▶ **Activity**
Output each entry verbatim.

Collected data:
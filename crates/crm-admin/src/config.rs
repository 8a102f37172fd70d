//! Configuration for the administration backend.
//!
//! Every struct has working defaults and builder-style setters. A TOML file
//! may provide any subset of the fields:
//!
//! ```toml
//! database_url = "postgresql://crm@localhost/crm"
//!
//! [mutator]
//! table = "clients"
//! strategy = "compensating"
//! compensation_retries = 3
//! compensation_backoff_ms = 50
//!
//! [sessions]
//! ttl_secs = 28800
//!
//! [admin]
//! email = "admin@example.com"
//! password_hash = "blake3$200000$...$..."
//! ```

use crate::{PasswordHash, Strategy};

use crm_core::{err, Error, Result};
use serde::{Deserialize, Deserializer};
use std::{path::Path, str::FromStr, time::Duration};

/// Environment variable the command line reads the database URL from.
pub const DATABASE_URL_ENV: &str = "CRM_DATABASE_URL";

#[derive(Debug, Default, Clone, Deserialize)]
#[serde(default, deny_unknown_fields)]
pub struct Config {
    /// Connection URL, `postgresql://...` or `sqlite:...`
    pub database_url: Option<String>,

    /// Custom column management
    pub mutator: MutatorConfig,

    /// Session tokens
    pub sessions: SessionConfig,

    /// The statically configured operator, if any
    pub admin: Option<AdminConfig>,
}

#[derive(Debug, Clone, Deserialize)]
#[serde(default, deny_unknown_fields)]
pub struct MutatorConfig {
    /// Table custom columns are added to
    pub table: String,

    /// How structural and metadata changes are kept consistent
    pub strategy: Strategy,

    /// Number of times a failed compensating change is retried
    pub compensation_retries: u32,

    /// Delay before the first retry; doubled for each further retry
    #[serde(rename = "compensation_backoff_ms", deserialize_with = "millis")]
    pub compensation_backoff: Duration,
}

#[derive(Debug, Clone, Deserialize)]
#[serde(default, deny_unknown_fields)]
pub struct SessionConfig {
    /// How long an issued token stays valid
    #[serde(rename = "ttl_secs", deserialize_with = "secs")]
    pub ttl: Duration,
}

#[derive(Debug, Clone, Deserialize)]
#[serde(deny_unknown_fields)]
pub struct AdminConfig {
    pub email: String,
    pub password_hash: PasswordHash,
}

impl Config {
    /// Create a new Config with default values
    pub fn new() -> Self {
        Self::default()
    }

    /// Loads a TOML configuration file.
    pub fn load(path: impl AsRef<Path>) -> Result<Self> {
        let path = path.as_ref();
        let contents = std::fs::read_to_string(path)
            .map_err(|e| Error::from(e).context(err!("reading {}", path.display())))?;
        contents.parse()
    }

    pub fn database_url(mut self, url: impl Into<String>) -> Self {
        self.database_url = Some(url.into());
        self
    }

    pub fn mutator(mut self, mutator: MutatorConfig) -> Self {
        self.mutator = mutator;
        self
    }

    pub fn sessions(mut self, sessions: SessionConfig) -> Self {
        self.sessions = sessions;
        self
    }

    pub fn admin(mut self, admin: AdminConfig) -> Self {
        self.admin = Some(admin);
        self
    }
}

impl FromStr for Config {
    type Err = Error;

    fn from_str(s: &str) -> Result<Self> {
        let config: Config = toml::from_str(s).map_err(|e| {
            Error::from(anyhow::Error::from(e)).context(err!("invalid configuration"))
        })?;

        if config.mutator.table.trim().is_empty() {
            return Err(Error::validation_empty("mutator.table"));
        }

        Ok(config)
    }
}

impl Default for MutatorConfig {
    fn default() -> Self {
        Self {
            table: "clients".to_string(),
            strategy: Strategy::Auto,
            compensation_retries: 3,
            compensation_backoff: Duration::from_millis(50),
        }
    }
}

impl MutatorConfig {
    pub fn new() -> Self {
        Self::default()
    }

    pub fn table(mut self, table: impl Into<String>) -> Self {
        self.table = table.into();
        self
    }

    pub fn strategy(mut self, strategy: Strategy) -> Self {
        self.strategy = strategy;
        self
    }

    pub fn compensation_retries(mut self, retries: u32) -> Self {
        self.compensation_retries = retries;
        self
    }

    pub fn compensation_backoff(mut self, backoff: Duration) -> Self {
        self.compensation_backoff = backoff;
        self
    }
}

impl Default for SessionConfig {
    fn default() -> Self {
        Self {
            ttl: Duration::from_secs(8 * 60 * 60),
        }
    }
}

impl SessionConfig {
    pub fn new() -> Self {
        Self::default()
    }

    pub fn ttl(mut self, ttl: Duration) -> Self {
        self.ttl = ttl;
        self
    }
}

impl AdminConfig {
    /// Configures an operator, hashing the given password.
    pub fn new(email: impl Into<String>, password: &str) -> Self {
        Self {
            email: email.into(),
            password_hash: PasswordHash::new(password),
        }
    }
}

fn millis<'de, D: Deserializer<'de>>(deserializer: D) -> std::result::Result<Duration, D::Error> {
    u64::deserialize(deserializer).map(Duration::from_millis)
}

fn secs<'de, D: Deserializer<'de>>(deserializer: D) -> std::result::Result<Duration, D::Error> {
    u64::deserialize(deserializer).map(Duration::from_secs)
}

▶ **Solution to this exercise**
filename crates/crm-admin/src/config.rs
repository 8a102f37172fd70d
//! Configuration for the administration backend.
//!
//! Every struct has working defaults and builder-style setters. A TOML file
//! may provide any subset of the fields:
//!
//! ```toml
//! database_url = "postgresql://crm@localhost/crm"
//!
//! [mutator]
//! table = "clients"
//! strategy = "compensating"
//! compensation_retries = 3
//! compensation_backoff_ms = 50
//!
//! [sessions]
//! ttl_secs = 28800
//!
//! [admin]
//! email = "admin@example.com"
//! password_hash = "blake3$200000$...$..."
//! ```

use crate::{PasswordHash, Strategy};

use crm_core::{err, Error, Result};
use serde::{Deserialize, Deserializer};
use std::{path::Path, str::FromStr, time::Duration};

/// Environment variable the command line reads the database URL from.
pub const DATABASE_URL_ENV: &str = "CRM_DATABASE_URL";

#[derive(Debug, Default, Clone, Deserialize)]
#[serde(default, deny_unknown_fields)]
pub struct Config {
    /// Connection URL, `postgresql://...` or `sqlite:...`
    pub database_url: Option<String>,

    /// Custom column management
    pub mutator: MutatorConfig,

    /// Session tokens
    pub sessions: SessionConfig,

    /// The statically configured operator, if any
    pub admin: Option<AdminConfig>,
}

#[derive(Debug, Clone, Deserialize)]
#[serde(default, deny_unknown_fields)]
pub struct MutatorConfig {
    /// Table custom columns are added to
    pub table: String,

    /// How structural and metadata changes are kept consistent
    pub strategy: Strategy,

    /// Number of times a failed compensating change is retried
    pub compensation_retries: u32,

    /// Delay before the first retry; doubled for each further retry
    #[serde(rename = "compensation_backoff_ms", deserialize_with = "millis")]
    pub compensation_backoff: Duration,
}

#[derive(Debug, Clone, Deserialize)]
#[serde(default, deny_unknown_fields)]
pub struct SessionConfig {
    /// How long an issued token stays valid
    #[serde(rename = "ttl_secs", deserialize_with = "secs")]
    pub ttl: Duration,
}

#[derive(Debug, Clone, Deserialize)]
#[serde(deny_unknown_fields)]
pub struct AdminConfig {
    pub email: String,
    pub password_hash: PasswordHash,
}

impl Config {
    /// Create a new Config with default values
    pub fn new() -> Self {
        Self::default()
    }

    /// Loads a TOML configuration file.
    pub fn load(path: impl AsRef<Path>) -> Result<Self> {
        let path = path.as_ref();
        let contents = std::fs::read_to_string(path)
            .map_err(|e| Error::from(e).context(err!("reading {}", path.display())))?;
        contents.parse()
    }

    pub fn database_url(mut self, url: impl Into<String>) -> Self {
        self.database_url = Some(url.into());
        self
    }

    pub fn mutator(mut self, mutator: MutatorConfig) -> Self {
        self.mutator = mutator;
        self
    }

    pub fn sessions(mut self, sessions: SessionConfig) -> Self {
        self.sessions = sessions;
        self
    }

    pub fn admin(mut self, admin: AdminConfig) -> Self {
        self.admin = Some(admin);
        self
    }
}

impl FromStr for Config {
    type Err = Error;

    fn from_str(s: &str) -> Result<Self> {
        let config: Config = toml::from_str(s).map_err(|e| {
            Error::from(anyhow::Error::from(e)).context(err!("invalid configuration"))
        })?;

        if config.mutator.table.trim().is_empty() {
            return Err(Error::validation_empty("mutator.table"));
        }

        Ok(config)
    }
}

impl Default for MutatorConfig {
    fn default() -> Self {
        Self {
            table: "clients".to_string(),
            strategy: Strategy::Auto,
            compensation_retries: 3,
            compensation_backoff: Duration::from_millis(50),
        }
    }
}

impl MutatorConfig {
    pub fn new() -> Self {
        Self::default()
    }

    pub fn table(mut self, table: impl Into<String>) -> Self {
        self.table = table.into();
        self
    }

    pub fn strategy(mut self, strategy: Strategy) -> Self {
        self.strategy = strategy;
        self
    }

    pub fn compensation_retries(mut self, retries: u32) -> Self {
        self.compensation_retries = retries;
        self
    }

    pub fn compensation_backoff(mut self, backoff: Duration) -> Self {
        self.compensation_backoff = backoff;
        self
    }
}

impl Default for SessionConfig {
    fn default() -> Self {
        Self {
            ttl: Duration::from_secs(8 * 60 * 60),
        }
    }
}

impl SessionConfig {
    pub fn new() -> Self {
        Self::default()
    }

    pub fn ttl(mut self, ttl: Duration) -> Self {
        self.ttl = ttl;
        self
    }
}

impl AdminConfig {
    /// Configures an operator, hashing the given password.
    pub fn new(email: impl Into<String>, password: &str) -> Self {
        Self {
            email: email.into(),
            password_hash: PasswordHash::new(password),
        }
    }
}

fn millis<'de, D: Deserializer<'de>>(deserializer: D) -> std::result::Result<Duration, D::Error> {
    u64::deserialize(deserializer).map(Duration::from_millis)
}

fn secs<'de, D: Deserializer<'de>>(deserializer: D) -> std::result::Result<Duration, D::Error> {
    u64::deserialize(deserializer).map(Duration::from_secs)
}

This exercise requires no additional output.